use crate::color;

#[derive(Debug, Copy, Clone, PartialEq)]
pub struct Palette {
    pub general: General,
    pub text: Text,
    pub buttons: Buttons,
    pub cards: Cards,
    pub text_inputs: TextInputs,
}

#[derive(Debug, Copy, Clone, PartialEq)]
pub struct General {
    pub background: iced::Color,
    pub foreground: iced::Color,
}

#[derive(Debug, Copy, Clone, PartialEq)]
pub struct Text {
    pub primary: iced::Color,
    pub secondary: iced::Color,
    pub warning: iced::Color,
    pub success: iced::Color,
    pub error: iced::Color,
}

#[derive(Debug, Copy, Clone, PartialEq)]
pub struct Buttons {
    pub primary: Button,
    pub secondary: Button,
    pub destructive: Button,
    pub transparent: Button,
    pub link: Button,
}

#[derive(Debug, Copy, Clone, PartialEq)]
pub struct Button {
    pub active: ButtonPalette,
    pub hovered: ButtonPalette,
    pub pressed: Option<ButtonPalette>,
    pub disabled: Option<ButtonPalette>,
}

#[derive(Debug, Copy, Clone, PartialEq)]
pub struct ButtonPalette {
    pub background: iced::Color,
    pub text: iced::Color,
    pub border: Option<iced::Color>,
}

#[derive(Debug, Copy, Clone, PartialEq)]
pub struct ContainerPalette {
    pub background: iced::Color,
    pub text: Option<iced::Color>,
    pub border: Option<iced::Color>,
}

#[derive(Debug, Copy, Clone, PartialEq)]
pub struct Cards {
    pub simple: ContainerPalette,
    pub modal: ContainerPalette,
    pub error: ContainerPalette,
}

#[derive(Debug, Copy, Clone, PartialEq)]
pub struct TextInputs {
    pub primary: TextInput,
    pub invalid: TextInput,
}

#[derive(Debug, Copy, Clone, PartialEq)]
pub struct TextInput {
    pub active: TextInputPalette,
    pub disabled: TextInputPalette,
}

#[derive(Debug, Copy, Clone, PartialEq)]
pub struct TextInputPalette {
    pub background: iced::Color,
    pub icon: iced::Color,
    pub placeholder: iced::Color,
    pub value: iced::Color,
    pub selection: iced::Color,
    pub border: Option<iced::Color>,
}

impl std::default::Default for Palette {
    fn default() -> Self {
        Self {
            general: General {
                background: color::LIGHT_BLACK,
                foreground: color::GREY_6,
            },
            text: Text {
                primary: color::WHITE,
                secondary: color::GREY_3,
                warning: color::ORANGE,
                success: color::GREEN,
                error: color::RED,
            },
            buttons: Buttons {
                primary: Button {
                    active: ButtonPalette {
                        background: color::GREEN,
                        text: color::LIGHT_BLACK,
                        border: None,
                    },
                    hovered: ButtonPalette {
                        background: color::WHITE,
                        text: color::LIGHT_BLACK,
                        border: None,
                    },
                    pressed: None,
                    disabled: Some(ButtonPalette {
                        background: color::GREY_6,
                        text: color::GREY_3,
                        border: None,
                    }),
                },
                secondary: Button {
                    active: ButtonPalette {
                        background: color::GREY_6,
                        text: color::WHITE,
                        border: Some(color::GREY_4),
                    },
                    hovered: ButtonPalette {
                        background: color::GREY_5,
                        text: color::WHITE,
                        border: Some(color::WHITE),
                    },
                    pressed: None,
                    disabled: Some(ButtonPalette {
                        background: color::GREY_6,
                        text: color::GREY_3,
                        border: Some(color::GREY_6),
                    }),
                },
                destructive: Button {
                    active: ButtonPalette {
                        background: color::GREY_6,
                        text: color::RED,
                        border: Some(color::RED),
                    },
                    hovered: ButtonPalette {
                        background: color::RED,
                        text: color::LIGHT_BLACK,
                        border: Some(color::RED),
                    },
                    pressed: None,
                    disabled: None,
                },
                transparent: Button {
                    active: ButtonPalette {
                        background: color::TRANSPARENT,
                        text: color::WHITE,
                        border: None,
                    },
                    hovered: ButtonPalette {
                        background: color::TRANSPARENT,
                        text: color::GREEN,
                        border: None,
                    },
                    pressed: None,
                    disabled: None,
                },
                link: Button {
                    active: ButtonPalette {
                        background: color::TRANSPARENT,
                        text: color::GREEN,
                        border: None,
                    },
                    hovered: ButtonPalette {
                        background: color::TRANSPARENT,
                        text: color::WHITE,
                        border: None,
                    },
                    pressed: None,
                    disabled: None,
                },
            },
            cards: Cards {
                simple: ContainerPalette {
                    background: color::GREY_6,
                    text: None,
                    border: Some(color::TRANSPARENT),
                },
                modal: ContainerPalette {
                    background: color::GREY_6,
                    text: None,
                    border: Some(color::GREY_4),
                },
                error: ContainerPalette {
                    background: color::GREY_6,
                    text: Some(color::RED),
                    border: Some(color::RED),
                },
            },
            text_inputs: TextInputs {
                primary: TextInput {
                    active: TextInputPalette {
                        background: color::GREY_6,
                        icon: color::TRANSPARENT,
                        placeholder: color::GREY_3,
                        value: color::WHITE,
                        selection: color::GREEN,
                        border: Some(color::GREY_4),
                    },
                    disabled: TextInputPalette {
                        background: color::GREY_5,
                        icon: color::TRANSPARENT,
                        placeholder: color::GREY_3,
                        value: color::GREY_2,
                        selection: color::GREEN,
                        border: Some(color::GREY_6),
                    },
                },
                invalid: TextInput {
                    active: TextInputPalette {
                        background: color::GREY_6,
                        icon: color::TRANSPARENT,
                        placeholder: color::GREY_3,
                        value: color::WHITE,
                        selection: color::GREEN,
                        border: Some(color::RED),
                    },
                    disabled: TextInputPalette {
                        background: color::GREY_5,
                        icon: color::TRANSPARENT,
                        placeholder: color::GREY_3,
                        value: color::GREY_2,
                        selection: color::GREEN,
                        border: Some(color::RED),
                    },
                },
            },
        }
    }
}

WORK TASK =
The data above, all of it, needs to be output exactly as written.

OUTPUT FOR THIS TASK =
use crate::color;

#[derive(Debug, Copy, Clone, PartialEq)]
pub struct Palette {
    pub general: General,
    pub text: Text,
    pub buttons: Buttons,
    pub cards: Cards,
    pub text_inputs: TextInputs,
}

#[derive(Debug, Copy, Clone, PartialEq)]
pub struct General {
    pub background: iced::Color,
    pub foreground: iced::Color,
}

#[derive(Debug, Copy, Clone, PartialEq)]
pub struct Text {
    pub primary: iced::Color,
    pub secondary: iced::Color,
    pub warning: iced::Color,
    pub success: iced::Color,
    pub error: iced::Color,
}

#[derive(Debug, Copy, Clone, PartialEq)]
pub struct Buttons {
    pub primary: Button,
    pub secondary: Button,
    pub destructive: Button,
    pub transparent: Button,
    pub link: Button,
}

#[derive(Debug, Copy, Clone, PartialEq)]
pub struct Button {
    pub active: ButtonPalette,
    pub hovered: ButtonPalette,
    pub pressed: Option<ButtonPalette>,
    pub disabled: Option<ButtonPalette>,
}

#[derive(Debug, Copy, Clone, PartialEq)]
pub struct ButtonPalette {
    pub background: iced::Color,
    pub text: iced::Color,
    pub border: Option<iced::Color>,
}

#[derive(Debug, Copy, Clone, PartialEq)]
pub struct ContainerPalette {
    pub background: iced::Color,
    pub text: Option<iced::Color>,
    pub border: Option<iced::Color>,
}

#[derive(Debug, Copy, Clone, PartialEq)]
pub struct Cards {
    pub simple: ContainerPalette,
    pub modal: ContainerPalette,
    pub error: ContainerPalette,
}

#[derive(Debug, Copy, Clone, PartialEq)]
pub struct TextInputs {
    pub primary: TextInput,
    pub invalid: TextInput,
}

#[derive(Debug, Copy, Clone, PartialEq)]
pub struct TextInput {
    pub active: TextInputPalette,
    pub disabled: TextInputPalette,
}

#[derive(Debug, Copy, Clone, PartialEq)]
pub struct TextInputPalette {
    pub background: iced::Color,
    pub icon: iced::Color,
    pub placeholder: iced::Color,
    pub value: iced::Color,
    pub selection: iced::Color,
    pub border: Option<iced::Color>,
}

impl std::default::Default for Palette {
    fn default() -> Self {
        Self {
            general: General {
                background: color::LIGHT_BLACK,
                foreground: color::GREY_6,
            },
            text: Text {
                primary: color::WHITE,
                secondary: color::GREY_3,
                warning: color::ORANGE,
                success: color::GREEN,
                error: color::RED,
            },
            buttons: Buttons {
                primary: Button {
                    active: ButtonPalette {
                        background: color::GREEN,
                        text: color::LIGHT_BLACK,
                        border: None,
                    },
                    hovered: ButtonPalette {
                        background: color::WHITE,
                        text: color::LIGHT_BLACK,
                        border: None,
                    },
                    pressed: None,
                    disabled: Some(ButtonPalette {
                        background: color::GREY_6,
                        text: color::GREY_3,
                        border: None,
                    }),
                },
                secondary: Button {
                    active: ButtonPalette {
                        background: color::GREY_6,
                        text: color::WHITE,
                        border: Some(color::GREY_4),
                    },
                    hovered: ButtonPalette {
                        background: color::GREY_5,
                        text: color::WHITE,
                        border: Some(color::WHITE),
                    },
                    pressed: None,
                    disabled: Some(ButtonPalette {
                        background: color::GREY_6,
                        text: color::GREY_3,
                        border: Some(color::GREY_6),
                    }),
                },
                destructive: Button {
                    active: ButtonPalette {
                        background: color::GREY_6,
                        text: color::RED,
                        border: Some(color::RED),
                    },
                    hovered: ButtonPalette {
                        background: color::RED,
                        text: color::LIGHT_BLACK,
                        border: Some(color::RED),
                    },
                    pressed: None,
                    disabled: None,
                },
                transparent: Button {
                    active: ButtonPalette {
                        background: color::TRANSPARENT,
                        text: color::WHITE,
                        border: None,
                    },
                    hovered: ButtonPalette {
                        background: color::TRANSPARENT,
                        text: color::GREEN,
                        border: None,
                    },
                    pressed: None,
                    disabled: None,
                },
                link: Button {
                    active: ButtonPalette {
                        background: color::TRANSPARENT,
                        text: color::GREEN,
                        border: None,
                    },
                    hovered: ButtonPalette {
                        background: color::TRANSPARENT,
                        text: color::WHITE,
                        border: None,
                    },
                    pressed: None,
                    disabled: None,
                },
            },
            cards: Cards {
                simple: ContainerPalette {
                    background: color::GREY_6,
                    text: None,
                    border: Some(color::TRANSPARENT),
                },
                modal: ContainerPalette {
                    background: color::GREY_6,
                    text: None,
                    border: Some(color::GREY_4),
                },
                error: ContainerPalette {
                    background: color::GREY_6,
                    text: Some(color::RED),
                    border: Some(color::RED),
                },
            },
            text_inputs: TextInputs {
                primary: TextInput {
                    active: TextInputPalette {
                        background: color::GREY_6,
                        icon: color::TRANSPARENT,
                        placeholder: color::GREY_3,
                        value: color::WHITE,
                        selection: color::GREEN,
                        border: Some(color::GREY_4),
                    },
                    disabled: TextInputPalette {
                        background: color::GREY_5,
                        icon: color::TRANSPARENT,
                        placeholder: color::GREY_3,
                        value: color::GREY_2,
                        selection: color::GREEN,
                        border: Some(color::GREY_6),
                    },
                },
                invalid: TextInput {
                    active: TextInputPalette {
                        background: color::GREY_6,
                        icon: color::TRANSPARENT,
                        placeholder: color::GREY_3,
                        value: color::WHITE,
                        selection: color::GREEN,
                        border: Some(color::RED),
                    },
                    disabled: TextInputPalette {
                        background: color::GREY_5,
                        icon: color::TRANSPARENT,
                        placeholder: color::GREY_3,
                        value: color::GREY_2,
                        selection: color::GREEN,
                        border: Some(color::RED),
                    },
                },
            },
        }
    }
}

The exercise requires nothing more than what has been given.